- [Required work]
In the listing below, find each line containing "DigestTracker" and report it.

- [Provided records]
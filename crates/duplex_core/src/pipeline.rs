//! Job driver: one reader filling the ring, one writer per sink draining it.
//!
//! In parallel mode the reader and every writer run on their own scoped
//! thread. In sequential mode the same steps run in one loop: the reader
//! fills a slot, then each writer drains it in turn.

use std::sync::Arc;
use std::sync::atomic::{AtomicBool, Ordering};
use std::thread;
use std::time::Instant;

use tracing::{debug, error, info, warn};

use crate::aligned_buffer::AlignedBuffer;
use crate::audit::AuditSink;
use crate::digest::{DigestTracker, StreamDigest};
use crate::error::{CoreError, Result, SinkError, TransformError};
use crate::partition::PartitionDecoder;
use crate::reader::{ErrorRegion, ResilientReader, StreamCounters, push_region};
use crate::report::{JobReport, SinkReport, StreamReport, TransformFailure};
use crate::ring::{RingCoordinator, SinkId, SlotPayload};
use crate::settings::{JobSettings, SECTOR_SIZE};
use crate::traits::{Sink, Source};
use crate::transform::{
    IgnoreErrors, SlotBytes, StopOnError, Transform, TransformContext, TransformDecision,
    TransformErrorHandler,
};

#[derive(Debug, Clone, PartialEq, Eq)]
pub enum ProgressEvent {
    /// A slot was published. `position` is the next source offset to read.
    Advanced {
        position: u64,
        bytes_read: u64,
        total: Option<u64>,
    },
    BadRegion(ErrorRegion),
}

pub type ProgressCallback = Box<dyn Fn(&ProgressEvent) + Send + Sync>;

/// Cooperative stop request, checked by the reader before each cycle.
#[derive(Debug, Clone, Default)]
pub struct CancellationToken(Arc<AtomicBool>);

impl CancellationToken {
    pub fn new() -> Self {
        Self::default()
    }

    pub fn cancel(&self) {
        self.0.store(true, Ordering::SeqCst);
    }

    pub fn is_cancelled(&self) -> bool {
        self.0.load(Ordering::SeqCst)
    }
}

pub struct Pipeline {
    settings: JobSettings,
    source: Box<dyn Source>,
    sinks: Vec<Box<dyn Sink>>,
    transforms: Vec<Box<dyn Transform>>,
    audit: Option<Box<dyn AuditSink>>,
    handler: Option<Box<dyn TransformErrorHandler>>,
    progress: Option<ProgressCallback>,
    cancel: CancellationToken,
    device_label: Option<String>,
}

impl Pipeline {
    pub fn new(settings: JobSettings, source: Box<dyn Source>, sinks: Vec<Box<dyn Sink>>) -> Self {
        Self {
            settings,
            source,
            sinks,
            transforms: Vec::new(),
            audit: None,
            handler: None,
            progress: None,
            cancel: CancellationToken::new(),
            device_label: None,
        }
    }

    pub fn with_transforms(mut self, transforms: Vec<Box<dyn Transform>>) -> Self {
        self.transforms = transforms;
        self
    }

    /// Receives block digests (when `save_block_digests` is set) and
    /// unreadable regions.
    pub fn with_audit(mut self, audit: Box<dyn AuditSink>) -> Self {
        self.audit = Some(audit);
        self
    }

    /// Defaults to [`StopOnError`], or [`IgnoreErrors`] with
    /// `ignore_transform_errors`.
    pub fn with_error_handler(mut self, handler: Box<dyn TransformErrorHandler>) -> Self {
        self.handler = Some(handler);
        self
    }

    pub fn with_progress(mut self, progress: ProgressCallback) -> Self {
        self.progress = Some(progress);
        self
    }

    pub fn with_cancellation(mut self, cancel: CancellationToken) -> Self {
        self.cancel = cancel;
        self
    }

    /// Prefix for partition labels. Defaults to the source name.
    pub fn with_device_label(mut self, label: impl Into<String>) -> Self {
        self.device_label = Some(label.into());
        self
    }

    /// Runs the job to completion.
    ///
    /// Sink failures do not fail the job; they are reported per sink in the
    /// returned [`JobReport`].
    ///
    /// # Errors
    ///
    /// * `CoreError::InvalidConfig` - Settings or transform options rejected
    /// * `CoreError::Allocation` - Slot buffers could not be allocated
    /// * `CoreError::Audit` - The audit trail could not be written
    /// * `CoreError::Panicked` - A pipeline thread panicked
    pub fn run(self) -> Result<JobReport> {
        let started = Instant::now();
        let Pipeline {
            settings,
            source,
            sinks,
            mut transforms,
            audit,
            handler,
            progress,
            cancel,
            device_label,
        } = self;

        settings.validate()?;
        if sinks.is_empty() {
            return Err(CoreError::InvalidConfig("at least one output is required".into()));
        }

        for transform in transforms.iter_mut().filter(|t| t.is_active()) {
            transform
                .prepare(&settings)
                .map_err(|e| CoreError::InvalidConfig(e.to_string()))?;
        }
        transforms.retain(|t| t.is_active());

        let skip = settings.skip_bytes();
        let size = source.size();
        if let Some(size) = size.filter(|size| skip > *size) {
            return Err(CoreError::InvalidConfig(format!(
                "cannot skip to offset {skip}: input is only {size} bytes"
            )));
        }
        let total = size.map(|size| {
            let left = size - skip;
            settings.count_bytes().map_or(left, |limit| limit.min(left))
        });

        let headroom = transforms
            .iter()
            .map(|t| t.headroom(settings.bs))
            .max()
            .unwrap_or(0);
        let capacity = settings.bs + headroom;
        let ring = RingCoordinator::new(sinks.len(), capacity)?;

        info!(
            input = source.name(),
            outputs = sinks.len(),
            bs = settings.bs,
            ibs = settings.ibs,
            obs = settings.obs,
            parallel = settings.parallel,
            transforms = transforms.len(),
            "Starting copy"
        );

        let decoder = (settings.partition_table || transforms.iter().any(|t| t.needs_partitions()))
            .then(|| PartitionDecoder::new(device_label.unwrap_or_else(|| source.name().to_string())));
        let handler = handler.unwrap_or_else(|| {
            if settings.ignore_transform_errors {
                Box::new(IgnoreErrors)
            } else {
                Box::new(StopOnError)
            }
        });

        let mut reader = ReaderTask {
            reader: ResilientReader::new(&settings),
            tracker: DigestTracker::new(settings.block_digests.clone(), settings.ibs, settings.obs),
            input_digest: if settings.digest_input {
                StreamDigest::new(&settings.file_digests)
            } else {
                StreamDigest::disabled()
            },
            source,
            decoder,
            transforms,
            audit,
            audit_error: None,
            handler,
            ignore_all: settings.ignore_transform_errors,
            progress,
            cancel,
            total,
            slot: 0,
            position: skip,
            cycle: 0,
            bytes_published: 0,
            bad_regions: Vec::new(),
            transform_errors: Vec::new(),
            cancelled: false,
            settings: settings.clone(),
        };
        let mut writers: Vec<WriterTask> = sinks
            .into_iter()
            .enumerate()
            .map(|(id, sink)| WriterTask::new(id, sink, &settings, capacity))
            .collect();

        if settings.parallel {
            let (r, w) = run_threaded(&ring, reader, writers)?;
            reader = r;
            writers = w;
        } else {
            run_sequential(&ring, &mut reader, &mut writers);
        }

        let outputs: Vec<SinkReport> = writers.into_iter().map(WriterTask::finish).collect();
        let report = reader.finish(outputs, started)?;

        info!(
            bytes = report.input.counters.bytes,
            bad_regions = report.bad_regions.len(),
            failed_outputs = report.failed_outputs(),
            cancelled = report.cancelled,
            "Copy finished"
        );
        Ok(report)
    }
}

- [Output]
use crate::digest::{DigestTracker, StreamDigest};
            tracker: DigestTracker::new(settings.block_digests.clone(), settings.ibs, settings.obs),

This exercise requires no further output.